About this exercise: With every line kept intact, print the entries that appear below.

Extracted data:
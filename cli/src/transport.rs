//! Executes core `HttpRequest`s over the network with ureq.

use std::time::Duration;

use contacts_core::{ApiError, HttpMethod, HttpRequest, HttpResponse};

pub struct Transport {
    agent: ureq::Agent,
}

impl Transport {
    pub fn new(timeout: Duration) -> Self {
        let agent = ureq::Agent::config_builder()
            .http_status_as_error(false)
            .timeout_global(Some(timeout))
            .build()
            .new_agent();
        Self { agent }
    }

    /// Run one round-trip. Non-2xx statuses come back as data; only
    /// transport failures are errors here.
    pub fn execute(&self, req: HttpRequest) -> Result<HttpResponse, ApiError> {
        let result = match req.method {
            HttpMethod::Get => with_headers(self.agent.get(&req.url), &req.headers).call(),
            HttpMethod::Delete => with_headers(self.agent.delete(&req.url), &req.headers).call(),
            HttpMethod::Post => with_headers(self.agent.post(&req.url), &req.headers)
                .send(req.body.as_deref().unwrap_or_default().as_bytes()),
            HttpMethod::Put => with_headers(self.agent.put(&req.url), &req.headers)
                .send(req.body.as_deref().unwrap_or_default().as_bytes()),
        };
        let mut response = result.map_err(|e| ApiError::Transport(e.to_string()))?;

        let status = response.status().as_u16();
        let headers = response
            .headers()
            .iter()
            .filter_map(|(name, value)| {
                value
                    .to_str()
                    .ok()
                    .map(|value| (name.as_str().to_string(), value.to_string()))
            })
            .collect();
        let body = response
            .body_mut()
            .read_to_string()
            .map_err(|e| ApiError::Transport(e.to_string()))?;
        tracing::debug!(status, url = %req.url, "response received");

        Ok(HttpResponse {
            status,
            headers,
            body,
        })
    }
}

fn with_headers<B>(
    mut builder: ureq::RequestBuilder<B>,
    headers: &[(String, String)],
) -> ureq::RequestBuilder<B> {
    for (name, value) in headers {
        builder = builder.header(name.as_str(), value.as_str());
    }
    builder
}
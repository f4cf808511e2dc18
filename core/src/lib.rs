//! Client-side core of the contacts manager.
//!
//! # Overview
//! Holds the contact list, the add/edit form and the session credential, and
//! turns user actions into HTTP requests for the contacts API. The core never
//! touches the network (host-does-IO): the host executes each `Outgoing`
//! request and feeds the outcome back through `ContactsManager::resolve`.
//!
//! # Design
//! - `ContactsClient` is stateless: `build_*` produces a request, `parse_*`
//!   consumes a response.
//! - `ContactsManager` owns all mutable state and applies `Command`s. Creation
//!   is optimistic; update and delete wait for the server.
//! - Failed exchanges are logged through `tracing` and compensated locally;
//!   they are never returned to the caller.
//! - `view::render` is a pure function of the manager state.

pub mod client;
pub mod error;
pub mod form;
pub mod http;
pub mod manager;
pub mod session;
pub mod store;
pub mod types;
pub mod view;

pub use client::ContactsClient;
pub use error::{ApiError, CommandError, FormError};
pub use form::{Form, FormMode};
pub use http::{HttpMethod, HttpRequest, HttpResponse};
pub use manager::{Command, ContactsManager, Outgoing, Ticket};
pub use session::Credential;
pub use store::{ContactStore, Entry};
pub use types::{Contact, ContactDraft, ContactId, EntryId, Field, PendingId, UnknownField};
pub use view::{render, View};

Problem solution:
filename cli/src/transport.rs
//! Executes core `HttpRequest`s over the network with ureq.

use std::time::Duration;

use contacts_core::{ApiError, HttpMethod, HttpRequest, HttpResponse};

pub struct Transport {
    agent: ureq::Agent,
}

impl Transport {
    pub fn new(timeout: Duration) -> Self {
        let agent = ureq::Agent::config_builder()
            .http_status_as_error(false)
            .timeout_global(Some(timeout))
            .build()
            .new_agent();
        Self { agent }
    }

    /// Run one round-trip. Non-2xx statuses come back as data; only
    /// transport failures are errors here.
    pub fn execute(&self, req: HttpRequest) -> Result<HttpResponse, ApiError> {
        let result = match req.method {
            HttpMethod::Get => with_headers(self.agent.get(&req.url), &req.headers).call(),
            HttpMethod::Delete => with_headers(self.agent.delete(&req.url), &req.headers).call(),
            HttpMethod::Post => with_headers(self.agent.post(&req.url), &req.headers)
                .send(req.body.as_deref().unwrap_or_default().as_bytes()),
            HttpMethod::Put => with_headers(self.agent.put(&req.url), &req.headers)
                .send(req.body.as_deref().unwrap_or_default().as_bytes()),
        };
        let mut response = result.map_err(|e| ApiError::Transport(e.to_string()))?;

        let status = response.status().as_u16();
        let headers = response
            .headers()
            .iter()
            .filter_map(|(name, value)| {
                value
                    .to_str()
                    .ok()
                    .map(|value| (name.as_str().to_string(), value.to_string()))
            })
            .collect();
        let body = response
            .body_mut()
            .read_to_string()
            .map_err(|e| ApiError::Transport(e.to_string()))?;
        tracing::debug!(status, url = %req.url, "response received");

        Ok(HttpResponse {
            status,
            headers,
            body,
        })
    }
}

fn with_headers<B>(
    mut builder: ureq::RequestBuilder<B>,
    headers: &[(String, String)],
) -> ureq::RequestBuilder<B> {
    for (name, value) in headers {
        builder = builder.header(name.as_str(), value.as_str());
    }
    builder
}
repository f4cf808511e2dc18
filename core/src/lib.rs
//! Client-side core of the contacts manager.
//!
//! # Overview
//! Holds the contact list, the add/edit form and the session credential, and
//! turns user actions into HTTP requests for the contacts API. The core never
//! touches the network (host-does-IO): the host executes each `Outgoing`
//! request and feeds the outcome back through `ContactsManager::resolve`.
//!
//! # Design
//! - `ContactsClient` is stateless: `build_*` produces a request, `parse_*`
//!   consumes a response.
//! - `ContactsManager` owns all mutable state and applies `Command`s. Creation
//!   is optimistic; update and delete wait for the server.
//! - Failed exchanges are logged through `tracing` and compensated locally;
//!   they are never returned to the caller.
//! - `view::render` is a pure function of the manager state.

pub mod client;
pub mod error;
pub mod form;
pub mod http;
pub mod manager;
pub mod session;
pub mod store;
pub mod types;
pub mod view;

pub use client::ContactsClient;
pub use error::{ApiError, CommandError, FormError};
pub use form::{Form, FormMode};
pub use http::{HttpMethod, HttpRequest, HttpResponse};
pub use manager::{Command, ContactsManager, Outgoing, Ticket};
pub use session::Credential;
pub use store::{ContactStore, Entry};
pub use types::{Contact, ContactDraft, ContactId, EntryId, Field, PendingId, UnknownField};
pub use view::{render, View};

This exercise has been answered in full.